Sounds like a nice bow at a good price.  Too bad I'm broke and only shoot recurves


----------



## Dennis (Apr 1, 2010)

Ive seen this bow and it is nice it would be a good deal for someone


----------



## gurn (Apr 4, 2010)

Add one more sissy to the list. Too heavy for me.

But I do like that bow.


----------



## kotchman (Apr 4, 2010)

RogerB said:


> Well, is being Left Handed a suitable excuse? LOL



That's my excuse too i'd take that in a heart beat if i were a righty... even if it is a little light for me


----------



## 2wheelfoster (Apr 4, 2010)

decisions, decisions.....


----------



## dutchman (Apr 5, 2010)

I am sorry that I've been too sorry to make some pictures and post them.

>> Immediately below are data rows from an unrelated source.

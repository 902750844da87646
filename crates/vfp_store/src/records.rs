//! Persistent record shapes owned by the store.

use std::collections::BTreeMap;

use chrono::{DateTime, Utc};
use serde::{Deserialize, Serialize};
use vfp_behavior::BehavioralSignature;
use vfp_ingest::RequestContext;

/// One stored fingerprint: the exact hash plus its positional bucket hashes,
/// owned by exactly one visitor.
#[derive(Debug, Clone, Serialize, Deserialize, PartialEq)]
pub struct FingerprintRecord {
    pub fingerprint_id: String,
    pub visitor_id: String,
    pub exact_hash: String,
    /// Bucket hashes in generation order; position is meaningful.
    pub fuzzy_hashes: Vec<String>,
    pub first_seen: DateTime<Utc>,
}

/// A resolved visitor identity. Conceptually owned by the store; the resolver
/// only references it for the duration of one resolution call.
#[derive(Debug, Clone, Serialize, Deserialize, PartialEq)]
pub struct VisitorIdentity {
    pub visitor_id: String,
    /// Exact hash of the fingerprint the identity was created from.
    pub primary_hash: String,
    /// Every exact hash confirmed to belong to this visitor; grows as
    /// cross-device matches are accepted.
    pub fingerprint_hashes: Vec<String>,
    pub signature: BehavioralSignature,
    pub visit_count: u64,
    /// Visits per hour of day (0-23).
    pub hourly_visits: BTreeMap<u8, u32>,
    /// Visits per weekday (0 = Monday).
    pub daily_visits: BTreeMap<u8, u32>,
    pub first_seen: DateTime<Utc>,
    pub last_seen: DateTime<Utc>,
}

/// One resolved session, persisted for later reconciliation and analytics.
#[derive(Debug, Clone, Serialize, Deserialize, PartialEq)]
pub struct SessionRecord {
    pub session_id: String,
    pub visitor_id: String,
    pub fingerprint_hash: String,
    /// Behavioral signature observed during this session, pre-merge.
    pub session_behavior: BehavioralSignature,
    pub context: RequestContext,
    pub started_at: DateTime<Utc>,
}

To make up for that, the bow will be making a personal appearance at the NGTA shoot on Sunday, 4/11 from 1:00 p.m. until closing. You can see it/hold it/shoot it/buy it there!


----------



## TNGIRL (Apr 5, 2010)

Gene, we're sure sorry that you're sorry too!!!!


----------



## Setira (Apr 5, 2010)

I am interested in the bow. Al33 has been trying to get me to come over and get fitted for a bow. I am not sure if it is the correct size or not.


----------



## dpoole (Apr 6, 2010)

I will trade you some eggs for it


----------



## Nugefan (Apr 6, 2010)

dpoole said:


> I will trade you some eggs for it



Not if I don't bring em .....


----------



## dutchman (Apr 14, 2010)

Finally got some photos up.


----------



## Elbow (Apr 14, 2010)

That is one sleek looking longbow!

Too heavy for me but I think you won't have a problem selling it!
El


----------



## dutchman (Apr 24, 2010)

Still got it.


----------



## TIMBERGHOST (Apr 24, 2010)

Reminds me of a tea pot -  short and stout...

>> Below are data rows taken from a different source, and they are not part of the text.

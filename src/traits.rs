//! Tool-calling extension system.
//!
//! Every store operation is offered to language-model agents as an
//! independently invocable [`Tool`]. Tools are collected in a
//! [`ToolRegistry`] and dispatched through the same code path by the HTTP
//! server (`POST /tools/{name}`) and the MCP bridge.
//!
//! ```text
//! ┌──────────────────────────────────────────┐
//! │              ToolRegistry                │
//! │  create / update / delete / list /       │
//! │  search  (+ custom Rust tools)           │
//! └──────────────┬───────────────────────────┘
//!                ▼
//!     HTTP /tools/*  ·  MCP stdio  ·  MCP /mcp
//! ```
//!
//! Tools answer with a [`ToolReply`]: a single human-readable status line
//! starting with a success or failure marker.
//!
//! # Usage
//!
//! ```rust
//! use recipe_manager::traits::ToolRegistry;
//!
//! let mut tools = ToolRegistry::with_builtins();
//! // tools.register(Box::new(MyTool::new()));
//! assert!(tools.find("create_ingredient").is_some());
//! ```

use anyhow::{bail, Result};
use async_trait::async_trait;
use serde::Serialize;
use serde_json::Value;
use std::fmt;
use std::sync::Arc;

use recipe_manager_core::IngredientStore;

use crate::tools::{
    CreateIngredientTool, DeleteIngredientTool, ListIngredientsTool, SearchIngredientsTool,
    UpdateIngredientTool,
};

pub const SUCCESS_MARKER: &str = "✅";
pub const FAILURE_MARKER: &str = "❌";

// ═══════════════════════════════════════════════════════════════════════
// Tool Trait
// ═══════════════════════════════════════════════════════════════════════

/// An action that agents can discover and call.
///
/// # Example
///
/// ```rust
/// use async_trait::async_trait;
/// use anyhow::Result;
/// use serde_json::{json, Value};
/// use recipe_manager::traits::{Tool, ToolContext, ToolReply};
///
/// pub struct CountTool;
///
/// #[async_trait]
/// impl Tool for CountTool {
///     fn name(&self) -> &str { "count_ingredients" }
///     fn description(&self) -> &str { "Count the ingredients in the catalog" }
///
///     fn parameters_schema(&self) -> Value {
///         json!({ "type": "object", "properties": {} })
///     }
///
///     async fn execute(&self, _params: Value, ctx: &ToolContext) -> Result<ToolReply> {
///         let n = ctx.store().len()?;
///         Ok(ToolReply::success(format!("{} ingredients", n)))
///     }
/// }
/// ```
#[async_trait]
pub trait Tool: Send + Sync {
    /// Lowercase identifier with underscores, e.g. `"create_ingredient"`.
    fn name(&self) -> &str;

    /// One-line description for agent discovery.
    fn description(&self) -> &str;

    /// Whether this tool ships with the crate. Defaults to `false`.
    fn is_builtin(&self) -> bool {
        false
    }

    /// Whether the tool only reads the catalog. Defaults to `false`.
    fn is_read_only(&self) -> bool {
        false
    }

    /// JSON Schema for the parameters: `type: "object"`, `properties`,
    /// and optionally `required`.
    fn parameters_schema(&self) -> Value;

    /// Execute with parameters already checked by [`validate_params`].
    ///
    /// Store errors are expected to be folded into a failure
    /// [`ToolReply`]; an `Err` here means the call itself was malformed.
    async fn execute(&self, params: Value, ctx: &ToolContext) -> Result<ToolReply>;
}

// ═══════════════════════════════════════════════════════════════════════
// ToolReply / ToolContext
// ═══════════════════════════════════════════════════════════════════════

/// Status line returned by every tool invocation.
#[derive(Debug, Clone, PartialEq, Eq, Serialize)]
pub struct ToolReply {
    pub success: bool,
    pub message: String,
}

impl ToolReply {
    /// `✅ <text>`
    pub fn success(text: impl fmt::Display) -> Self {
        Self {
            success: true,
            message: format!("{} {}", SUCCESS_MARKER, text),
        }
    }

    /// `❌ Error: <text>`
    pub fn failure(text: impl fmt::Display) -> Self {
        Self {
            success: false,
            message: format!("{} Error: {}", FAILURE_MARKER, text),
        }
    }

    /// A successful reply whose text already carries its own prefix.
    pub fn report(text: impl Into<String>) -> Self {
        Self {
            success: true,
            message: text.into(),
        }
    }
}

impl fmt::Display for ToolReply {
    fn fmt(&self, f: &mut fmt::Formatter<'_>) -> fmt::Result {
        f.write_str(&self.message)
    }
}

/// Gives tools access to the shared ingredient store.
#[derive(Clone)]
pub struct ToolContext {
    store: Arc<dyn IngredientStore>,
}

impl ToolContext {
    pub fn new(store: Arc<dyn IngredientStore>) -> Self {
        Self { store }
    }

    pub fn store(&self) -> &dyn IngredientStore {
        self.store.as_ref()
    }
}

/// Tool descriptor returned by `GET /tools/list`.
#[derive(Debug, Clone, Serialize)]
pub struct ToolInfo {
    pub name: String,
    pub description: String,
    pub builtin: bool,
    pub parameters: Value,
}

impl ToolInfo {
    pub fn of(tool: &dyn Tool) -> Self {
        Self {
            name: tool.name().to_string(),
            description: tool.description().to_string(),
            builtin: tool.is_builtin(),
            parameters: tool.parameters_schema(),
        }
    }
}

// ═══════════════════════════════════════════════════════════════════════
// Parameter validation / dispatch
// ═══════════════════════════════════════════════════════════════════════

/// Check `params` against a tool's parameter schema.
///
/// Verifies required keys and primitive types. Unknown keys are dropped.
/// Returns the accepted parameters as a JSON object.
pub fn validate_params(schema: &Value, params: &Value) -> Result<Value> {
    let empty = serde_json::Map::new();
    let params_obj = match params {
        Value::Object(map) => map,
        Value::Null => &empty,
        other => bail!("parameters must be an object, got {}", json_type_name(other)),
    };

    let properties = schema
        .get("properties")
        .and_then(|p| p.as_object())
        .cloned()
        .unwrap_or_default();

    let required: Vec<&str> = schema
        .get("required")
        .and_then(|r| r.as_array())
        .map(|arr| arr.iter().filter_map(|v| v.as_str()).collect())
        .unwrap_or_default();

    for field in required {
        if !params_obj.contains_key(field) {
            bail!("missing required parameter: {}", field);
        }
    }

    let mut result = serde_json::Map::new();
    for (prop_name, prop_schema) in &properties {
        let Some(value) = params_obj.get(prop_name) else {
            continue;
        };
        if let Some(expected) = prop_schema.get("type").and_then(|t| t.as_str()) {
            let type_ok = match expected {
                "string" => value.is_string(),
                "integer" => value.is_i64() || value.is_u64(),
                "number" => value.is_number(),
                "boolean" => value.is_boolean(),
                "array" => value.is_array(),
                "object" => value.is_object(),
                _ => true,
            };
            if !type_ok {
                bail!(
                    "parameter '{}' must be of type '{}', got {}",
                    prop_name,
                    expected,
                    json_type_name(value)
                );
            }
        }
        result.insert(prop_name.clone(), value.clone());
    }

    Ok(Value::Object(result))
}

fn json_type_name(value: &Value) -> &'static str {
    match value {
        Value::Null => "null",
        Value::Bool(_) => "boolean",
        Value::Number(_) => "number",
        Value::String(_) => "string",
        Value::Array(_) => "array",
        Value::Object(_) => "object",
    }
}

/// Validate and execute in one step, folding every error into the reply.
pub async fn invoke(tool: &dyn Tool, params: Value, ctx: &ToolContext) -> ToolReply {
    let params = match validate_params(&tool.parameters_schema(), &params) {
        Ok(p) => p,
        Err(e) => return ToolReply::failure(e),
    };
    match tool.execute(params, ctx).await {
        Ok(reply) => reply,
        Err(e) => ToolReply::failure(e),
    }
}

// ═══════════════════════════════════════════════════════════════════════
// Registry
// ═══════════════════════════════════════════════════════════════════════

/// Registry for tools (built-in and custom Rust).
pub struct ToolRegistry {
    tools: Vec<Box<dyn Tool>>,
}

impl ToolRegistry {
    pub fn new() -> Self {
        Self { tools: Vec::new() }
    }

    /// Registry pre-loaded with the ingredient tools.
    pub fn with_builtins() -> Self {
        let mut registry = Self::new();
        registry.register(Box::new(CreateIngredientTool));
        registry.register(Box::new(UpdateIngredientTool));
        registry.register(Box::new(DeleteIngredientTool));
        registry.register(Box::new(ListIngredientsTool));
        registry.register(Box::new(SearchIngredientsTool));
        registry
    }

    /// Register a tool. [`find`](Self::find) returns the first tool
    /// registered under a given name.
    pub fn register(&mut self, tool: Box<dyn Tool>) {
        self.tools.push(tool);
    }

    pub fn tools(&self) -> &[Box<dyn Tool>] {
        &self.tools
    }

    pub fn find(&self, name: &str) -> Option<&dyn Tool> {
        self.tools
            .iter()
            .find(|t| t.name() == name)
            .map(|t| t.as_ref())
    }

    pub fn infos(&self) -> Vec<ToolInfo> {
        self.tools.iter().map(|t| ToolInfo::of(t.as_ref())).collect()
    }

    pub fn is_empty(&self) -> bool {
        self.tools.is_empty()
    }

    pub fn len(&self) -> usize {
        self.tools.len()
    }
}

impl Default for ToolRegistry {
    fn default() -> Self {
        Self::new()
    }
}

But its a nice "long"bow for the money.


----------



## Dennis (Apr 24, 2010)

I cant believe this bow is still for sell it is a good bow at a great price


----------



## BkBigkid (Apr 25, 2010)

Sitting on my hands in the corner!!!!! 

Great Bow 
Great Price 
No I am not Getting it!!!


----------



## schleylures (Apr 25, 2010)

If interested in a trade Me and daddy will put in DPoole. It will take both of us to put him in he box for delivery, oh we will throw muddy in also.


----------



## Bubbaforsure (Apr 25, 2010)

BkBigkid said:


> Sitting on my hands in the corner!!!!!
> Great Bow
> Great Price
> No I am not Getting it!!!



STEADY.....STEADY....JUST.... SAY....! 

NO....!


----------



## Dennis (Apr 25, 2010)

He's thinking about it


----------



## Bubbaforsure (Apr 25, 2010)

Yep.....He ..... Is.....!


----------



## BkBigkid (Apr 25, 2010)

Dennis said:


> He's thinking about it



No I am not 
No I am not 

I do not need another Bow!!


----------



## TIMBERGHOST (Apr 26, 2010)

Now BK, you know that "want" and "need" are two entirely different things.  Its not always about what you "need".  Sometimes (like this time) its about what you want.  So why don't you just end the torment and go ahead and add it to your collection?  ;-)


----------



## TNGIRL (Apr 26, 2010)

BkBigkid said:


> No I am not
> No I am not
> 
> I do not need another Bow!!




sure you do....repeat after me....I want this bow!! I want this bow!! I want this bow!!


----------



## dutchman (Apr 26, 2010)

Bow is sold pending the meeting and funds.


----------



## TNGIRL (Apr 26, 2010)

dutchman said:


> Bow is sold pending the meeting and funds.


----------



## BkBigkid (Apr 26, 2010)

dutchman said:


> Bow is sold pending the meeting and funds.



NOT TO ME!!!

Congrats to the New owner,


----------



## Dennis (Apr 27, 2010)

Just remember if you want it more than 3 times you need it!


----------



## dutchman (Apr 29, 2010)

The bow is sold and should be at its new home by now. Thanks to all who inquired and thanks to Mike. 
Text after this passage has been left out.